Собственно, он уже давно был свободен, и если что и мешало его умиранию, так это, быть может, лишь то обстоятельство, что где-то однажды он уже досыта насмотрелся на смерть, так что теперь ему нужно было бы не как всем другим – не вперед к ней, но назад. Ее событие пребывало уже снаружи, в тех уверенно-стойких вещах, которыми играли дети, гибнущие в них. Либо же она находила спасение в том, как он созерцал прохожую незнакомку, и умирание, по крайней мере, пребывало там на собственный страх и риск. Но и собаки пробегали мимо с тем же самым, беспокойно озираясь по сторонам, словно он мог это у них отнять. Однако когда он приближался к миндальному дереву в цвету, то все же страшился, не найдет ли ее по ту сторону столь совершенной, что она явится уже всецело превращенной, всецело деятельной, всецело скрывшейся от него; да и сам он находится недостаточно точно напротив нее и кроме того слишком омрачен, чтобы лишь отражать в ней свое бытие. Стань он святым, он смог бы извлекать из этого состояния светлую свободу, бесконечную неотменяемую радость бедности: вероятно, так некогда возлежал изможденный святой Франциск, наслаждаясь этим, и весь мир наполнялся благоуханьем его существа. Однако он-то не освободился от кожуры всецело; вырываясь из себя, он раздавал тем самым кусочки скорлупы, нередко прижимаясь (так поступают дети с куклами) к воображаемому рту, чмокая при этом, но еду оставляя. И вот так сейчас смотрел он, подобный переходу, пребывая в пути, сколько бы сладости ни было в нем».

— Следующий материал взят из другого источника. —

//! Session store integration: config-resolved storage path, hydration
//! across restarts, and explicit teardown.

use anyhow::Result;
use std::sync::atomic::{AtomicUsize, Ordering};
use std::sync::Arc;
use workbook_session::config::ClientConfig;
use workbook_session::session::storage::FileSessionStorage;
use workbook_session::session::{Session, SessionStore};

fn login(store: &SessionStore) -> Result<()> {
    store.set_session(Some(Session {
        identity: "ada@example.com".to_string(),
        token: Some("jwt-token".to_string()),
        display_name: "Ada".to_string(),
    }))?;
    Ok(())
}

#[test]
fn session_survives_restart_via_configured_file() -> Result<()> {
    let dir = tempfile::tempdir()?;
    let config_path = dir.path().join("workbook.toml");
    let session_path = dir.path().join("state").join("session.json");
    std::fs::write(
        &config_path,
        format!("session_file = \"{}\"\n", session_path.display()),
    )?;

    let config = ClientConfig::load(Some(&config_path))?;

    {
        let store = SessionStore::init(Box::new(FileSessionStorage::from_config(&config)?))?;
        assert!(store.session().is_none());
        login(&store)?;
    }

    // "Reload": a fresh store over the same configured file.
    let store = SessionStore::init(Box::new(FileSessionStorage::from_config(&config)?))?;
    let session = store.session().expect("session hydrated after restart");
    assert_eq!(session.identity, "ada@example.com");
    assert_eq!(session.token.as_deref(), Some("jwt-token"));
    Ok(())
}

#[test]
fn logout_tears_down_memory_and_storage() -> Result<()> {
    let dir = tempfile::tempdir()?;
    let session_path = dir.path().join("session.json");
    let store = SessionStore::init(Box::new(FileSessionStorage::new(session_path.clone())))?;

    let notified = Arc::new(AtomicUsize::new(0));
    let counter = notified.clone();
    store.subscribe(Box::new(move |session| {
        if session.is_none() {
            counter.fetch_add(1, Ordering::SeqCst);
        }
    }));

    login(&store)?;
    assert!(session_path.exists());

    store.logout()?;
    assert!(store.session().is_none());
    assert!(!session_path.exists());
    assert_eq!(notified.load(Ordering::SeqCst), 1);

    let store = SessionStore::init(Box::new(FileSessionStorage::new(session_path)))?;
    assert!(store.session().is_none());
    Ok(())
}
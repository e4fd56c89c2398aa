//! Client configuration.
//!
//! Layered load: built-in defaults, then an optional TOML file, then
//! environment variables with the `WORKBOOK_` prefix.

use crate::error::LifecycleError;
use serde::{Deserialize, Serialize};
use std::path::{Path, PathBuf};

pub const DEFAULT_API_BASE_URL: &str = "http://localhost:8080";
pub const DEFAULT_REQUEST_TIMEOUT_MS: u64 = 10_000;

/// Configuration for the lifecycle client and session store.
#[derive(Debug, Clone, Serialize, Deserialize)]
#[serde(default)]
pub struct ClientConfig {
    /// Base URL of the backend API.
    pub api_base_url: String,
    /// Per-request timeout for ordinary lifecycle notifications.
    pub request_timeout_ms: u64,
    /// Override for the session persistence file. Defaults to the platform
    /// data directory when unset.
    pub session_file: Option<PathBuf>,
}

impl Default for ClientConfig {
    fn default() -> Self {
        Self {
            api_base_url: DEFAULT_API_BASE_URL.to_string(),
            request_timeout_ms: DEFAULT_REQUEST_TIMEOUT_MS,
            session_file: None,
        }
    }
}

impl ClientConfig {
    /// Load configuration from an optional file and the environment.
    pub fn load(file: Option<&Path>) -> Result<Self, LifecycleError> {
        let mut builder = config::Config::builder();
        if let Some(path) = file {
            builder = builder.add_source(config::File::from(path));
        }
        builder =
            builder.add_source(config::Environment::with_prefix("WORKBOOK").try_parsing(true));

        let loaded: ClientConfig = builder.build()?.try_deserialize()?;
        loaded.validate()?;
        Ok(loaded)
    }

    pub fn validate(&self) -> Result<(), LifecycleError> {
        if self.api_base_url.is_empty() {
            return Err(LifecycleError::Config(
                "api_base_url must not be empty".to_string(),
            ));
        }
        if !self.api_base_url.starts_with("http://") && !self.api_base_url.starts_with("https://") {
            return Err(LifecycleError::Config(format!(
                "api_base_url must be an http(s) URL, got: {}",
                self.api_base_url
            )));
        }
        if self.request_timeout_ms == 0 {
            return Err(LifecycleError::Config(
                "request_timeout_ms must be greater than zero".to_string(),
            ));
        }
        Ok(())
    }
}

#[cfg(test)]
mod tests {
    use super::*;
    use parking_lot::Mutex;

    // Tests that read or write WORKBOOK_* variables must not interleave.
    static ENV_LOCK: Mutex<()> = Mutex::new(());

    struct EnvVarGuard {
        key: &'static str,
    }

    impl EnvVarGuard {
        fn set(key: &'static str, value: &str) -> Self {
            std::env::set_var(key, value);
            Self { key }
        }
    }

    impl Drop for EnvVarGuard {
        fn drop(&mut self) {
            std::env::remove_var(self.key);
        }
    }

    #[test]
    fn defaults_are_valid() {
        let config = ClientConfig::default();
        assert!(config.validate().is_ok());
        assert_eq!(config.api_base_url, DEFAULT_API_BASE_URL);
        assert_eq!(config.request_timeout_ms, DEFAULT_REQUEST_TIMEOUT_MS);
        assert!(config.session_file.is_none());
    }

    #[test]
    fn rejects_empty_base_url() {
        let config = ClientConfig {
            api_base_url: String::new(),
            ..ClientConfig::default()
        };
        assert!(config.validate().is_err());
    }

    #[test]
    fn rejects_non_http_base_url() {
        let config = ClientConfig {
            api_base_url: "ftp://example.com".to_string(),
            ..ClientConfig::default()
        };
        assert!(config.validate().is_err());
    }

    #[test]
    fn rejects_zero_timeout() {
        let config = ClientConfig {
            request_timeout_ms: 0,
            ..ClientConfig::default()
        };
        assert!(config.validate().is_err());
    }

    #[test]
    fn loads_from_file() {
        let _env = ENV_LOCK.lock();
        let dir = tempfile::tempdir().unwrap();
        let path = dir.path().join("workbook.toml");
        std::fs::write(
            &path,
            "api_base_url = \"https://api.example.com\"\nrequest_timeout_ms = 2500\n",
        )
        .unwrap();

        let config = ClientConfig::load(Some(&path)).unwrap();
        assert_eq!(config.api_base_url, "https://api.example.com");
        assert_eq!(config.request_timeout_ms, 2500);
    }

    #[test]
    fn environment_overrides_file_and_defaults() {
        let _env = ENV_LOCK.lock();
        let dir = tempfile::tempdir().unwrap();
        let path = dir.path().join("workbook.toml");
        std::fs::write(
            &path,
            "api_base_url = \"https://file.example.com\"\nrequest_timeout_ms = 2500\n",
        )
        .unwrap();

        let _base = EnvVarGuard::set("WORKBOOK_API_BASE_URL", "https://env.example.com");
        let _timeout = EnvVarGuard::set("WORKBOOK_REQUEST_TIMEOUT_MS", "750");

        let config = ClientConfig::load(Some(&path)).unwrap();
        assert_eq!(config.api_base_url, "https://env.example.com");
        assert_eq!(config.request_timeout_ms, 750);
    }

    #[test]
    fn environment_overrides_apply_without_a_file() {
        let _env = ENV_LOCK.lock();
        let _base = EnvVarGuard::set("WORKBOOK_API_BASE_URL", "https://env.example.com");

        let config = ClientConfig::load(None).unwrap();
        assert_eq!(config.api_base_url, "https://env.example.com");
        assert_eq!(config.request_timeout_ms, DEFAULT_REQUEST_TIMEOUT_MS);
    }
}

«Это я вписал сегодня утром в мою записную книжку, ты поймешь, о ком здесь речь. Вчера пришло твое славное письмо. Да, две элегии готовы (sind da), однако признаюсь, что составляют они маленький и остро сколотый кусочек по сравнению с тем, что было тогда доверено мне. Соотношения и силы – как тогда, когда начинался «Часослов»: когда не всё могло быть поднято на поверхность…»
«Часослов» в эпоху своего рождения не предназначался для печати, и его автору стоило немалой борьбы спустя пять лет (в 1905) решиться издать его. В течение нескольких лет он не держал эту книгу в руках; и когда я послала ее ему, он написал мне из Ворпсведе: «Снова держать в руках старый черный томик было для меня свиданием; и таким, каким оно было когда-то прежде – сотканным из радости, узнавания, тоски и благодарности, покорности и воодушевления, – оно кажется мне сейчас еще и растущим предчувствием другого свидания, о котором я думаю…
Вновь зазвучали старые молитвы – здесь, в этой мрачной келье; зазвучали узнаваемо родными, и я снова как тогда оказываюсь колокольней, чьи большие колокола начинают звонить, раскачиваясь в душе, дрожа вплоть до фундамента, простираясь далеко за пределы меня самого. Дотягиваясь аж до тебя. Сколь близким предстало всё, словно лицом к лицу. ……………………………… Как тоскуется по этому… Хотя бы еще разок ощутить на себе руку, бросающую высоко в небо жаворонков!»
Неожиданным было и то, что после выхода в свет «Часослова» в нем зародилось подозрение, что «Мальте Лауридс Бригге» станет его последней книгой. Иногда он лишь играл этой мыслью, но иногда жил ею и даже оживал в ней. Стать свободным от неотвратимости творческой работы значило, быть может, также и нечто иное: освободиться и от той противосилы, которая, перенапрягаясь в телесно-духовном споре, приводила к дисбалансам в его природном здоровье.
«…О, если бы странная задняя мысль о том, чтобы
Это он пишет еще в 1912 году (в конце января из Дуино). Желание стать сельским врачом возникло у него еще в детстве или в отрочестве, причем «сельский» являет здесь созвучие с природой как таковой, а «врач» – гарантию собственного выздоровления и далее – возможность приносить это выздоровление другим.
Однако как раз в 1912 году были спасительно явлены в бытие две первые элегии, о которых он упоминает в предыдущем письме. Тем самым посреди всех обстоятельств, даже самых угрожающе-мучительных, поэт спасал свое призвание. И все же, размышляя о том большом сроке – около двух десятилетий[84]
– который еще отделял его от завершения элегий, начинаешь догадываться о потаеннейшем смысле «желания-никогда-больше-не-писать». Книга о Мальте и в самом деле представляет собой некий «высокий водораздел», являет вопрос: возможно ли осуществить «безмерную бедность», отказаться от гармонии с природой, принести жертву ради творческого действия в чем-то ином?